One of the coolest things that people discover when they begin to take a more plant-based approach to eating is the startling variety of legumes and lentils available. Black lentils are a recent discovery at Fooducate HQ, but have since become a favorite. Round and black, they are sometimes called Beluga lentils, due to their similarity to the pricey caviar variety. As with all lentils, you can buy these in bulk for a pittance.
All lentils are nutrition powerhouses. Just half a cup of cooked lentils provides close to 20% of your iron requirements, over 30% of fiber, 10% of potassium, and host of other vitamins and minerals.

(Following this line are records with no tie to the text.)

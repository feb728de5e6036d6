//! # DP564 Protocol
//!
//! TCP control protocol and client for the DP564 audio decoder.
//!
//! This crate provides:
//! - Wire catalog for the device's binary frames (commands, acks, heartbeats)
//! - A blocking client that keeps the session alive and confirms every command
//! - A mock device for tests and local development
//!
//! ## Example Usage
//!
//! ```rust,no_run
//! use dp564_protocol::{ClientConfig, Dp564Client, Source};
//!
//! # fn main() -> Result<(), Box<dyn std::error::Error>> {
//! let client = Dp564Client::new(ClientConfig::new("192.168.0.11", 4444));
//! client.connect()?;
//!
//! client.set_volume_db(-20.5)?;
//! client.set_source(Source::Optical)?;
//!
//! let state = client.device_state();
//! println!("Volume {:.1} dB, source {}", state.volume_db, state.source);
//!
//! client.disconnect();
//! # Ok(())
//! # }
//! ```

pub mod client;
pub mod config;
pub mod error;
pub mod mock_device;
pub mod protocol;
pub mod state;
pub mod transport;

mod engine;
mod heartbeat;
mod reader;

// Re-export commonly used types
pub use client::Dp564Client;
pub use config::{ClientConfig, DEFAULT_PORT};
pub use error::{Dp564Error, Result};
pub use mock_device::{AckMode, MockDevice, MockDeviceConfig, MockDeviceHandle};
pub use state::{
    ChangeOrigin, Confirmed, ConnectionState, DeviceEvent, DeviceState, Source, StatusSnapshot,
};
pub use transport::{TcpTransport, Transport};
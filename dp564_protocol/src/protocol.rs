//! Frame catalog for the DP564 remote protocol.
//!
//! The device does not use a universal length-prefixed framing. Every message
//! type has a fixed prefix and a fixed-width payload, so frames are recognised
//! by prefix match and cut out of the byte stream by their known widths. The
//! `00 00 00 NN` header only matters for frames outside the catalog.

use crate::state::Source;

// Client → Device
pub const HANDSHAKE_MSG_1: [u8; 4] = [0x00, 0x00, 0x00, 0x05];
pub const HANDSHAKE_MSG_2: [u8; 1] = [0x03];
/// Sent before every stateful command.
pub const PRE_COMMAND: [u8; 4] = [0x00, 0x00, 0x00, 0x0a];
pub const VOLUME_CMD_PREFIX: [u8; 5] = [0x02, 0x03, 0x12, 0x00, 0x00];
pub const DIM_CMD_PREFIX: [u8; 5] = [0x02, 0x05, 0x13, 0x00, 0x00];
pub const SOURCE_CMD_PREFIX: [u8; 5] = [0x02, 0x03, 0x01, 0x00, 0x00];

// Device → Client
pub const VOLUME_ACK_PREFIX: [u8; 10] = [0x00, 0x00, 0x00, 0x0b, 0x04, 0x03, 0x12, 0x01, 0x02, 0x00];
/// Unsolicited volume change, e.g. the front-panel knob.
pub const VOLUME_DEVICE_UPDATE_PREFIX: [u8; 10] =
    [0x00, 0x00, 0x00, 0x0b, 0x04, 0x03, 0x14, 0x01, 0x02, 0x00];
pub const DIM_ACK_PREFIX: [u8; 10] = [0x00, 0x00, 0x00, 0x0b, 0x04, 0x05, 0x13, 0x01, 0x02, 0x00];
pub const SOURCE_ACK_PREFIX: [u8; 10] = [0x00, 0x00, 0x00, 0x0b, 0x04, 0x03, 0x01, 0x01, 0x02, 0x00];

/// Keep-alive exchanged in both directions.
pub const HEARTBEAT: [u8; 5] = [0x00, 0x00, 0x00, 0x05, 0x04];

pub const DIM_ON: u8 = 0x01;
pub const DIM_OFF: u8 = 0x00;

/// Width of every ack and device-update frame: 10 byte prefix + 1 value byte.
pub const STATUS_FRAME_LEN: usize = 11;

/// Every frame opens with `00 00 00 NN`, `NN` being the frame's total width.
const FRAME_HEADER_LEN: usize = 4;

pub const MIN_VOLUME_DB: f32 = -95.0;
pub const MAX_VOLUME_DB: f32 = 0.0;

/// Kinds of frames the device sends us
#[derive(Debug, Clone, Copy, PartialEq, Eq)]
pub enum FrameKind {
    Heartbeat,
    VolumeAck,
    VolumeUpdate,
    DimAck,
    SourceAck,
    Unknown,
}

const STATUS_PREFIXES: [(&[u8], FrameKind); 4] = [
    (&VOLUME_ACK_PREFIX, FrameKind::VolumeAck),
    (&VOLUME_DEVICE_UPDATE_PREFIX, FrameKind::VolumeUpdate),
    (&DIM_ACK_PREFIX, FrameKind::DimAck),
    (&SOURCE_ACK_PREFIX, FrameKind::SourceAck),
];

/// Classify a complete frame against the catalog.
///
/// The heartbeat only matches exactly; everything else is the longest known
/// prefix the frame starts with.
pub fn classify(frame: &[u8]) -> FrameKind {
    if frame == HEARTBEAT {
        return FrameKind::Heartbeat;
    }

    STATUS_PREFIXES
        .iter()
        .filter(|(prefix, _)| frame.starts_with(prefix))
        .max_by_key(|(prefix, _)| prefix.len())
        .map(|(_, kind)| *kind)
        .unwrap_or(FrameKind::Unknown)
}

/// Map a level in dB to the wire byte (half-dB steps, 0 dB = 192).
///
/// No range check here: callers reject values outside
/// [`MIN_VOLUME_DB`]..=[`MAX_VOLUME_DB`] before encoding.
pub fn encode_volume(db: f32) -> u8 {
    (192.0 + db * 2.0).round().clamp(0.0, 255.0) as u8
}

/// Map a wire byte back to dB.
pub fn decode_volume(byte: u8) -> f32 {
    (byte as f32 - 192.0) / 2.0
}

/// The trailing value byte of a frame, if any.
pub fn value_byte(frame: &[u8]) -> Option<u8> {
    frame.last().copied()
}

/// A stateful setting the device acknowledges.
#[derive(Debug, Clone, Copy, PartialEq)]
pub enum Setting {
    Volume(f32),
    Dim(bool),
    Source(Source),
}

impl Setting {
    fn payload(&self) -> u8 {
        match self {
            Setting::Volume(db) => encode_volume(*db),
            Setting::Dim(true) => DIM_ON,
            Setting::Dim(false) => DIM_OFF,
            Setting::Source(source) => source.index(),
        }
    }

    /// The command frame, sent right after [`PRE_COMMAND`].
    pub fn command_frame(&self) -> Vec<u8> {
        let prefix: &[u8] = match self {
            Setting::Volume(_) => &VOLUME_CMD_PREFIX,
            Setting::Dim(_) => &DIM_CMD_PREFIX,
            Setting::Source(_) => &SOURCE_CMD_PREFIX,
        };
        let mut frame = prefix.to_vec();
        frame.push(self.payload());
        frame
    }

    /// The acknowledgment the device answers with when it accepts the command.
    pub fn expected_ack(&self) -> Vec<u8> {
        let prefix: &[u8] = match self {
            Setting::Volume(_) => &VOLUME_ACK_PREFIX,
            Setting::Dim(_) => &DIM_ACK_PREFIX,
            Setting::Source(_) => &SOURCE_ACK_PREFIX,
        };
        let mut frame = prefix.to_vec();
        frame.push(self.payload());
        frame
    }

    /// The setting as the device will report it, i.e. with the volume
    /// quantized to the half-dB wire resolution.
    pub fn quantized(self) -> Setting {
        match self {
            Setting::Volume(db) => Setting::Volume(decode_volume(encode_volume(db))),
            other => other,
        }
    }
}

/// Cuts a TCP byte stream into frames.
///
/// Reads can coalesce several frames or split one. Known frames are cut at
/// their fixed widths. Frames outside the catalog still carry the
/// `00 00 00 NN` header whose last byte is the total width, and are cut there.
/// Headerless garbage is handed out as one [`FrameKind::Unknown`] frame up to
/// the next offset where a known frame could start. A trailing partial that
/// could still become a frame is kept until more bytes arrive.
#[derive(Debug, Default)]
pub struct FrameSplitter {
    buffer: Vec<u8>,
}

impl FrameSplitter {
    pub fn new() -> Self {
        Self::default()
    }

    /// Seed the splitter with bytes left over from an earlier read.
    pub fn with_bytes(bytes: &[u8]) -> Self {
        Self {
            buffer: bytes.to_vec(),
        }
    }

    pub fn extend(&mut self, bytes: &[u8]) {
        self.buffer.extend_from_slice(bytes);
    }

    #[cfg(test)]
    fn pending_len(&self) -> usize {
        self.buffer.len()
    }

    /// Take the next complete frame, or `None` if more bytes are needed.
    pub fn next_frame(&mut self) -> Option<Vec<u8>> {
        if self.buffer.is_empty() {
            return None;
        }

        let len = match known_frame_len(&self.buffer).or_else(|| declared_len(&self.buffer)) {
            Some(len) if len <= self.buffer.len() => len,
            Some(_) => return None,
            None => self.resync_offset(),
        };

        Some(self.buffer.drain(..len).collect())
    }

    /// First offset past the head of the buffer where a known frame could
    /// start, or the whole buffer if there is none.
    fn resync_offset(&self) -> usize {
        (1..self.buffer.len())
            .find(|&i| known_frame_len(&self.buffer[i..]).is_some())
            .unwrap_or(self.buffer.len())
    }
}

/// Width of the catalog frame `buf` starts with. A buffer that is itself a
/// prefix of a catalog frame reports that frame's width.
fn known_frame_len(buf: &[u8]) -> Option<usize> {
    if could_start(buf, &HEARTBEAT) {
        // Under four bytes a heartbeat and a status frame look alike;
        // either width means waiting for more.
        return Some(HEARTBEAT.len());
    }

    STATUS_PREFIXES
        .iter()
        .any(|(prefix, _)| could_start(buf, prefix))
        .then_some(STATUS_FRAME_LEN)
}

/// Width announced by a `00 00 00 NN` frame header.
fn declared_len(buf: &[u8]) -> Option<usize> {
    match *buf {
        [0x00, 0x00, 0x00, width, ..] if usize::from(width) > FRAME_HEADER_LEN => {
            Some(usize::from(width))
        }
        _ => None,
    }
}

/// True when `buf` starts with `prefix`, or is itself a prefix of `prefix`.
fn could_start(buf: &[u8], prefix: &[u8]) -> bool {
    let n = buf.len().min(prefix.len());
    buf[..n] == prefix[..n]
}

/// Position of the first heartbeat frame in `bytes`.
pub fn find_heartbeat(bytes: &[u8]) -> Option<usize> {
    bytes
        .windows(HEARTBEAT.len())
        .position(|window| window == HEARTBEAT)
}

/// Hex rendering used in log lines and diagnostics
pub fn hex(bytes: &[u8]) -> String {
    bytes.iter().map(|b| format!("{:02x}", b)).collect()
}
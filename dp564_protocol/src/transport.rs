use log::debug;
use std::io::{self, Read, Write};
use std::net::{Shutdown, TcpStream, ToSocketAddrs};
use std::time::Duration;

/// Stream transport the client talks through.
///
/// Sends may come from several threads; the client serializes them. Only the
/// reader loop receives.
pub trait Transport: Send + Sync + 'static {
    /// Write the whole frame.
    fn send(&self, bytes: &[u8]) -> io::Result<()>;

    /// Read into `buf`, waiting at most the current read timeout.
    ///
    /// `Ok(0)` means the peer closed the connection. An expired timeout is
    /// reported as an error of kind `WouldBlock` or `TimedOut`.
    fn recv(&self, buf: &mut [u8]) -> io::Result<usize>;

    fn set_read_timeout(&self, timeout: Duration) -> io::Result<()>;

    fn close(&self) -> io::Result<()>;
}

impl<T: Transport + ?Sized> Transport for std::sync::Arc<T> {
    fn send(&self, bytes: &[u8]) -> io::Result<()> {
        (**self).send(bytes)
    }

    fn recv(&self, buf: &mut [u8]) -> io::Result<usize> {
        (**self).recv(buf)
    }

    fn set_read_timeout(&self, timeout: Duration) -> io::Result<()> {
        (**self).set_read_timeout(timeout)
    }

    fn close(&self) -> io::Result<()> {
        (**self).close()
    }
}

/// True for the errors [`Transport::recv`] uses to report an expired timeout
pub fn is_timeout(err: &io::Error) -> bool {
    matches!(
        err.kind(),
        io::ErrorKind::WouldBlock | io::ErrorKind::TimedOut
    )
}

/// TCP transport
#[derive(Debug)]
pub struct TcpTransport {
    stream: TcpStream,
}

impl TcpTransport {
    /// Open a connection, giving up after `timeout`.
    pub fn connect(address: &str, timeout: Duration) -> io::Result<Self> {
        let mut last_err = None;

        for addr in address.to_socket_addrs()? {
            match TcpStream::connect_timeout(&addr, timeout) {
                Ok(stream) => {
                    stream.set_nodelay(true)?;
                    stream.set_write_timeout(Some(timeout))?;
                    debug!("🔌 TCP connected to {}", addr);
                    return Ok(Self { stream });
                }
                Err(e) => {
                    debug!("🔌 TCP connect to {} failed: {}", addr, e);
                    last_err = Some(e);
                }
            }
        }

        Err(last_err.unwrap_or_else(|| {
            io::Error::new(
                io::ErrorKind::InvalidInput,
                format!("no addresses resolved for {}", address),
            )
        }))
    }
}

impl Transport for TcpTransport {
    fn send(&self, bytes: &[u8]) -> io::Result<()> {
        let mut stream = &self.stream;
        stream.write_all(bytes)?;
        stream.flush()
    }

    fn recv(&self, buf: &mut [u8]) -> io::Result<usize> {
        let mut stream = &self.stream;
        stream.read(buf)
    }

    fn set_read_timeout(&self, timeout: Duration) -> io::Result<()> {
        self.stream.set_read_timeout(Some(timeout))
    }

    fn close(&self) -> io::Result<()> {
        match self.stream.shutdown(Shutdown::Both) {
            // Already torn down by the peer
            Err(e) if e.kind() == io::ErrorKind::NotConnected => Ok(()),
            other => other,
        }
    }
}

The recipe below is simple and straightforward and requires almost no cooking skills.
Black Lentil Stew
- 1 tbsp. olive oil
- 1 medium onion, diced
- 2 carrots, diced
- 1 cup of black lentils
- 2 cups of water or vegetable stock
- 5 sprigs of fresh thyme
- salt and pepper to taste
- Soak lentils for 1-4 hours in advance of preparation. This is not a must, but shortens cooking time.
- Heat olive oil in a saucepan over a medium-high flame.
- Add onions and saute´ for 3 minutes.
- Add carrots and continue to sauté for another 5 minutes.
- Boil 2 cups of water.
- Drain and rinse the lentils, then add them to saucepan.
- Stir veggies with lentils for a minute, then add boiling water. You can add regular water too, but it cools down the mix and takes longer to prepare.
- Add sprigs of thyme and mix.
- Reduce heat and cover saucepan.
- Cook for 25-35 minutes until lentils are soft but not falling apart and most of the water has either been absorbed by the lentils or evaporated. Stir occasionally.
- Remove from heat and remove thyme stems. The tiny leaves will have fallen off by then.
- Add salt and pepper to taste.
Serve with rice and salad, or as a side dish to poultry or fish dishes.